### Task details
The lines to return are those below that contain the word "contains".

[Items from a data source]
=======

async fn apply_user_stats(
    conn: &mut sqlx::SqliteConnection,
    user_id: &str,
    is_win: bool,
    pnl_delta: i64,
) -> Result<()> {
    sqlx::query("INSERT OR IGNORE INTO user_stats (user_id, rating) VALUES (?, ?)")
        .bind(user_id)
        .bind(DEFAULT_RATING)
        .execute(&mut *conn)
        .await?;

    let (resolved_count, win_count, total_pnl): (i64, i64, i64) = sqlx::query_as(
        "SELECT resolved_count, win_count, total_pnl FROM user_stats WHERE user_id = ?",
    )
    .bind(user_id)
    .fetch_one(&mut *conn)
    .await?;

    let resolved_count = resolved_count + 1;
    let win_count = win_count + i64::from(is_win);
    let total_pnl = total_pnl + pnl_delta;
    let hit_rate = ((win_count as f64 / resolved_count as f64) * 100.0 * 100.0).round() / 100.0;

    sqlx::query(
        "UPDATE user_stats SET resolved_count = ?, win_count = ?, hit_rate = ?, total_pnl = ? WHERE user_id = ?",
    )
    .bind(resolved_count)
    .bind(win_count)
    .bind(hit_rate)
    .bind(total_pnl)
    .bind(user_id)
    .execute(&mut *conn)
    .await?;

    Ok(())
}

#[cfg(test)]
mod tests {
    use super::*;
    use crate::db::models::UserStatsRow;
    use crate::db::test_pool;
    use crate::oracle::insert_score;

    fn test_config() -> Config {
        Config {
            db_path: ":memory:".to_string(),
            api_port: 0,
            log_level: "info".to_string(),
            stake_points: 100,
            wallet_seed_points: 1000,
            voting_hours: 23,
            cooldown_hours: 1,
            cron_secret: None,
        }
    }

    async fn insert_market(pool: &SqlitePool, key: &str, baseline: i64, resolve_at: i64) -> MarketRow {
        let id = sqlx::query(
            r#"
            INSERT INTO markets (market_key, category, title, status, open_at, lock_at, resolve_at, baseline_score, created_at)
            VALUES (?, 'coins', 'test', 'open', 0, ?, ?, ?, 0)
            "#,
        )
        .bind(key)
        .bind(resolve_at - 3600)
        .bind(resolve_at)
        .bind(baseline)
        .execute(pool)
        .await
        .unwrap()
        .last_insert_rowid();

        sqlx::query_as("SELECT * FROM markets WHERE id = ?")
            .bind(id)
            .fetch_one(pool)
            .await
            .unwrap()
    }

    /// Seeds a wallet that already paid `stake` out of `seed`, plus the
    /// matching position row — the state place_stake leaves behind.
    async fn seed_position(
        pool: &SqlitePool,
        market_id: i64,
        user: &str,
        side: &str,
        stake: i64,
        seed: i64,
    ) {
        sqlx::query("INSERT OR IGNORE INTO wallets (user_id, balance) VALUES (?, ?)")
            .bind(user)
            .bind(seed - stake)
            .execute(pool)
            .await
            .unwrap();
        sqlx::query(
            "INSERT INTO positions (market_id, user_id, side, stake_points, created_at) VALUES (?, ?, ?, ?, 0)",
        )
        .bind(market_id)
        .bind(user)
        .bind(side)
        .bind(stake)
        .execute(pool)
        .await
        .unwrap();
    }

    async fn balance_of(pool: &SqlitePool, user: &str) -> i64 {
        sqlx::query_scalar("SELECT balance FROM wallets WHERE user_id = ?")
            .bind(user)
            .fetch_one(pool)
            .await
            .unwrap()
    }

    async fn stats_of(pool: &SqlitePool, user: &str) -> UserStatsRow {
        sqlx::query_as("SELECT * FROM user_stats WHERE user_id = ?")
            .bind(user)
            .fetch_one(pool)
            .await
            .unwrap()
    }

    async fn market_state(pool: &SqlitePool, id: i64) -> (String, Option<String>, Option<i64>) {
        sqlx::query_as("SELECT status, outcome, resolved_score FROM markets WHERE id = ?")
            .bind(id)
            .fetch_one(pool)
            .await
            .unwrap()
    }

    #[tokio::test]
    async fn rising_score_pays_winners_evenly() {
        let pool = test_pool().await;
        let cfg = test_config();
        let market = insert_market(&pool, "coins:1", 50, 1000).await;

        // 3 up at 100 each, 2 down at 150 each — pool 600, 3 winners.
        for user in ["u1", "u2", "u3"] {
            seed_position(&pool, market.id, user, "up", 100, 1000).await;
        }
        for user in ["u4", "u5"] {
            seed_position(&pool, market.id, user, "down", 150, 1000).await;
        }
        insert_score(&pool, "coins", 62, 900).await;

        let result = settle(&pool, &cfg, &market, 1000).await.unwrap();

        assert_eq!(result.outcome, Outcome::Up);
        assert_eq!(result.resolved_score, Some(62));
        assert_eq!(result.payouts, 3);
        assert_eq!(result.refunds, 0);
        assert_eq!(result.participants, 5);

        // payout_per_winner = floor(600 / 3) = 200, remainder 0.
        for user in ["u1", "u2", "u3"] {
            assert_eq!(balance_of(&pool, user).await, 1100);
            let stats = stats_of(&pool, user).await;
            assert_eq!(stats.resolved_count, 1);
            assert_eq!(stats.win_count, 1);
            assert_eq!(stats.hit_rate, 100.0);
            assert_eq!(stats.total_pnl, 100);
        }
        for user in ["u4", "u5"] {
            assert_eq!(balance_of(&pool, user).await, 850);
            let stats = stats_of(&pool, user).await;
            assert_eq!(stats.resolved_count, 1);
            assert_eq!(stats.win_count, 0);
            assert_eq!(stats.hit_rate, 0.0);
            assert_eq!(stats.total_pnl, -150);
        }

        let (status, outcome, resolved_score) = market_state(&pool, market.id).await;
        assert_eq!(status, "resolved");
        assert_eq!(outcome.as_deref(), Some("up"));
        assert_eq!(resolved_score, Some(62));
    }

    #[tokio::test]
    async fn flat_delta_voids_and_refunds_exact_stakes() {
        let pool = test_pool().await;
        let cfg = test_config();
        let market = insert_market(&pool, "coins:1", 50, 1000).await;

        for user in ["u1", "u2", "u3"] {
            seed_position(&pool, market.id, user, "up", 100, 1000).await;
        }
        for user in ["u4", "u5"] {
            seed_position(&pool, market.id, user, "down", 150, 1000).await;
        }
        insert_score(&pool, "coins", 50, 900).await;

        let result = settle(&pool, &cfg, &market, 1000).await.unwrap();

        assert_eq!(result.outcome, Outcome::Void);
        assert_eq!(result.refunds, 5);
        assert_eq!(result.payouts, 0);

        // Every participant is made whole: post-settlement balance equals
        // the pre-stake balance.
        for user in ["u1", "u2", "u3", "u4", "u5"] {
            assert_eq!(balance_of(&pool, user).await, 1000);
        }

        // Refund paths do not count toward prediction stats.
        let stats_rows: i64 = sqlx::query_scalar("SELECT COUNT(*) FROM user_stats")
            .fetch_one(&pool)
            .await
            .unwrap();
        assert_eq!(stats_rows, 0);

        let refund_reasons: Vec<String> =
            sqlx::query_scalar("SELECT meta FROM ledger WHERE entry_type = 'refund'")
                .fetch_all(&pool)
                .await
                .unwrap();
        assert_eq!(refund_reasons.len(), 5);
        assert!(refund_reasons.iter().all(|m| m.contains("\"void\"")));
    }

    #[tokio::test]
    async fn missing_score_voids_the_market() {
        let pool = test_pool().await;
        let cfg = test_config();
        let market = insert_market(&pool, "coins:1", 50, 1000).await;
        seed_position(&pool, market.id, "u1", "up", 100, 1000).await;

        let result = settle(&pool, &cfg, &market, 1000).await.unwrap();

        assert_eq!(result.outcome, Outcome::Void);
        assert_eq!(result.resolved_score, None);
        assert_eq!(balance_of(&pool, "u1").await, 1000);
    }

    #[tokio::test]
    async fn directional_outcome_with_no_winners_is_stored_void() {
        let pool = test_pool().await;
        let cfg = test_config();
        let market = insert_market(&pool, "coins:1", 50, 1000).await;

        // Everyone bet down; the score rose.
        seed_position(&pool, market.id, "u1", "down", 100, 1000).await;
        seed_position(&pool, market.id, "u2", "down", 100, 1000).await;
        insert_score(&pool, "coins", 70, 900).await;

        let result = settle(&pool, &cfg, &market, 1000).await.unwrap();

        assert_eq!(result.outcome, Outcome::Void);
        assert_eq!(result.refunds, 2);
        assert_eq!(balance_of(&pool, "u1").await, 1000);

        let (_, outcome, _) = market_state(&pool, market.id).await;
        assert_eq!(outcome.as_deref(), Some("void"));

        let refund_reasons: Vec<String> =
            sqlx::query_scalar("SELECT meta FROM ledger WHERE entry_type = 'refund'")
                .fetch_all(&pool)
                .await
                .unwrap();
        assert!(refund_reasons.iter().all(|m| m.contains("no_winner")));
    }

    #[tokio::test]
    async fn zero_positions_resolves_without_any_money_movement() {
        let pool = test_pool().await;
        let cfg = test_config();
        let market = insert_market(&pool, "coins:1", 50, 1000).await;
        insert_score(&pool, "coins", 30, 900).await;

        let result = settle(&pool, &cfg, &market, 1000).await.unwrap();

        assert_eq!(result.outcome, Outcome::Down);
        assert_eq!(result.payouts, 0);
        assert_eq!(result.refunds, 0);
        assert_eq!(result.participants, 0);

        let ledger_count: i64 = sqlx::query_scalar("SELECT COUNT(*) FROM ledger")
            .fetch_one(&pool)
            .await
            .unwrap();
        assert_eq!(ledger_count, 0);

        let (status, outcome, _) = market_state(&pool, market.id).await;
        assert_eq!(status, "resolved");
        assert_eq!(outcome.as_deref(), Some("down"));
    }

    #[tokio::test]
    async fn indivisible_pool_retires_the_remainder() {
        let pool = test_pool().await;
        let cfg = test_config();
        let market = insert_market(&pool, "coins:1", 50, 1000).await;

        for user in ["u1", "u2", "u3"] {
            seed_position(&pool, market.id, user, "up", 100, 1000).await;
        }
        seed_position(&pool, market.id, "u4", "down", 50, 1000).await;
        insert_score(&pool, "coins", 80, 900).await;

        settle(&pool, &cfg, &market, 1000).await.unwrap();

        // Pool 350, 3 winners → 116 each; 2 points leave circulation.
        let payouts: Vec<i64> =
            sqlx::query_scalar("SELECT delta FROM ledger WHERE entry_type = 'payout'")
                .fetch_all(&pool)
                .await
                .unwrap();
        assert_eq!(payouts, vec![116, 116, 116]);
        let paid: i64 = payouts.iter().sum();
        assert_eq!(350 - paid, 350 % 3);
    }

    #[tokio::test]
    async fn resolve_due_settles_only_due_markets_once() {
        let pool = test_pool().await;
        let cfg = test_config();

        let due_a = insert_market(&pool, "coins:1", 50, 500).await;
        let due_b = insert_market(&pool, "coins:2", 50, 400).await;
        let future = insert_market(&pool, "coins:3", 50, 9000).await;
        insert_score(&pool, "coins", 55, 450).await;

        let summary = resolve_due(&pool, &cfg, 1000, 50).await.unwrap();
        assert_eq!(summary.resolved_count, 2);
        assert_eq!(summary.failed_count, 0);
        // Oldest resolve_at settles first.
        assert_eq!(summary.results[0].market_id, due_b.id);
        assert_eq!(summary.results[1].market_id, due_a.id);

        let (status, _, _) = market_state(&pool, future.id).await;
        assert_eq!(status, "open");

        // Second run finds nothing — resolved markets leave the filter.
        let summary = resolve_due(&pool, &cfg, 1000, 50).await.unwrap();
        assert!(summary.results.is_empty());
    }

    #[tokio::test]
    async fn resolve_due_respects_the_batch_limit() {
        let pool = test_pool().await;
        let cfg = test_config();

        insert_market(&pool, "coins:1", 50, 400).await;
        insert_market(&pool, "coins:2", 50, 500).await;
        insert_market(&pool, "coins:3", 50, 600).await;

        let summary = resolve_due(&pool, &cfg, 1000, 2).await.unwrap();
        assert_eq!(summary.results.len(), 2);
    }
}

=======

### Task answer
        assert!(refund_reasons.iter().all(|m| m.contains("\"void\"")));
        assert!(refund_reasons.iter().all(|m| m.contains("no_winner")));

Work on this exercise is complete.